Turistas anglosajones y su respectivo guía se desplazan en bicicleta por el centro de Bogotá. Foto Primicia Diario.
Víctor Hugo Lucero Montenegro
Primicia Diario
La Candelaria, el emblemático centro histórico de la capital colombiana, se ha consolidado definitivamente como un epicentro turístico a nivel global. Sorprendentemente, y desafiando las dinámicas habitacionales convencionales, el inglés se ha transformado en la lengua predominante para la comunicación cotidiana en sus calles, impulsado por una constante y masiva afluencia de visitantes de todos los rincones del planeta.
Este fenómeno sociolingüístico se refleja de forma contundente en las cifras de turismo, las cuales muestran un crecimiento sostenido de extranjeros en la zona, alterando incluso la dinámica hotelera local: hoy en día, la altísima demanda hace que sea una norma obligatoria reservar con bastante anticipación cualquier alojamiento, desde lujosos hoteles de cinco estrellas hasta hostales más sencillos.
Un legado histórico entre el poder y la cultura
Antes de la llegada de los conquistadores españoles y de ser rebautizada como Bogotá, esta región era conocida como «Bacatá» en la lengua de sus habitantes originarios, los muiscas y chibchas. En la actualidad, La Candelaria no solo custodia el pasado, sino que opera como el corazón del poder político, judicial y religioso de Colombia al albergar:
La Casa de Nariño (sede del Gobierno Nacional), el Palacio Liévano (Alcaldía Mayor de Bogotá), el Palacio de Justicia y la sede Arzobispal.
Es vecina de la sede de la Gran Logia, un espacio reservado donde la masonería promueve la filantropía y el desarrollo humano.
El sector es un referente educativo sin igual, sede de algunas de las universidades más prestigiosas del país —como Los Andes, el Externado y el Rosario—, y de los principales altares culturales de la nación, entre los que destacan el Museo del Oro, el Museo Botero y el Centro Cultural Gabriel García Márquez.
El bilingüismo como requisito laboral
Este monumental flujo de viajeros internacionales ha generado una necesidad imperante de profesionales bilingües en el centro de la ciudad.
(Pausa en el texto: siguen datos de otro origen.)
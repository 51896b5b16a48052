use serde::{Deserialize, Serialize};
use std::collections::HashMap;
use tokio_util::sync::CancellationToken;

/// Provider-agnostic reasoning dial. Each adapter maps a level to its
/// provider's notion of a thinking budget or effort (see
/// `providers::shared::reasoning`). On a non-reasoning model every level
/// other than `Off` is ignored.
#[derive(Debug, Clone, Copy, Default, Serialize, Deserialize, PartialEq, Eq, PartialOrd, Ord)]
#[serde(rename_all = "lowercase")]
pub enum ReasoningLevel {
    #[default]
    Off,
    Minimal,
    Low,
    Medium,
    High,
    Xhigh,
}

#[derive(Debug, Clone, Serialize)]
#[serde(rename_all = "lowercase")]
pub enum ToolChoice {
    Auto,
    None,
    Required,
    #[serde(rename = "function")]
    Function { name: String },
}

/// Full per-request options accepted by every adapter through the dispatch
/// layer. Fields a given wire format has no use for are ignored by its
/// adapter.
#[derive(Debug, Clone, Default)]
pub struct StreamOptions {
    pub api_key: Option<String>,
    pub temperature: Option<f64>,
    pub max_tokens: Option<u32>,
    pub headers: Option<HashMap<String, String>>,
    pub tool_choice: Option<ToolChoice>,
    pub reasoning: Option<ReasoningLevel>,
    /// Explicit thinking-token budget. Overrides the level table on
    /// providers that take a budget rather than an effort.
    pub thinking_budget_tokens: Option<u32>,
    pub cancel: Option<CancellationToken>,
}

/// Reduced options surface for `stream_simple`: a reasoning level plus the
/// handful of knobs every provider understands.
#[derive(Debug, Clone, Default)]
pub struct SimpleStreamOptions {
    pub api_key: Option<String>,
    pub temperature: Option<f64>,
    pub max_tokens: Option<u32>,
    pub reasoning: Option<ReasoningLevel>,
    pub cancel: Option<CancellationToken>,
}

impl From<SimpleStreamOptions> for StreamOptions {
    fn from(simple: SimpleStreamOptions) -> Self {
        Self {
            api_key: simple.api_key,
            temperature: simple.temperature,
            max_tokens: simple.max_tokens,
            reasoning: simple.reasoning,
            cancel: simple.cancel,
            ..Self::default()
        }
    }
}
Cientos de guías turísticos, encargados de narrar la convulsa y fascinante historia de Colombia a un público sediento de conocimiento, así como los trabajadores de hoteles, bares y restaurantes, deben hablar, escribir y escuchar inglés a un alto nivel técnico para satisfacer las exigencias del mercado.Sin embargo, este avance bilingüe avanza a dos velocidades distintas:
Mientras los empresarios y dueños de establecimientos comerciales promueven activamente el uso del inglés, el sector público muestra rezagos preocupantes. La ausencia de una estrategia gubernamental clara, eficiente y de largo plazo para la enseñanza de esta lengua ha provocado situaciones incómodas a nivel diplomático, evidenciadas en representantes oficiales de Colombia en el extranjero que no dominan el idioma del país anfitrión.
Ante los vacíos estatales, la propia comunidad ha tomado la iniciativa impulsando dinámicas multilingües en puntos icónicos como el Chorro de Quevedo. Bares y restaurantes locales han institucionalizado exitosos programas de intercambio cultural como «Gringo Tuesdays» o «Wednesday SpeakEasy», donde ciudadanos locales y extranjeros se reúnen para practicar no solo inglés, sino también alemán, francés, italiano y portugués.
Un centro vibrante que reclama orden
A pesar de su innegable riqueza cultural y su éxito turístico, La Candelaria enfrenta serios desafíos estructurales en materia de conservación y orden público que amenazan su sostenibilidad arquitectónica. El deficiente manejo de las basuras, el caos vehicular crónico en sus estrechas vías coloniales y el desorden derivado de las ventas ambulantes sin regular son problemas históricos que las autoridades locales aún no han logrado resolver por completo.
Con todo y sus contradicciones urbanas, La Candelaria se mantiene como un punto de encuentro fascinante y magnético, donde la memoria histórica de Colombia se entrelaza de forma armónica con el presente globalizado. Es un territorio que enamora gracias a su oferta de arte, sus artesanías tradicionales, su variada gastronomía y, por encima de todo, por ser un escenario vivo de convivencia pacífica entre las culturas del mundo.
La Candelaria Foto Primicia Diario.
Simultáneamente son muchos los grupos de turistas del mundo que visitan, parque, museos, calles históricas, restaurante bares entre otros sitios donde reina el idioma global del inglés. Foto Primicia Diario.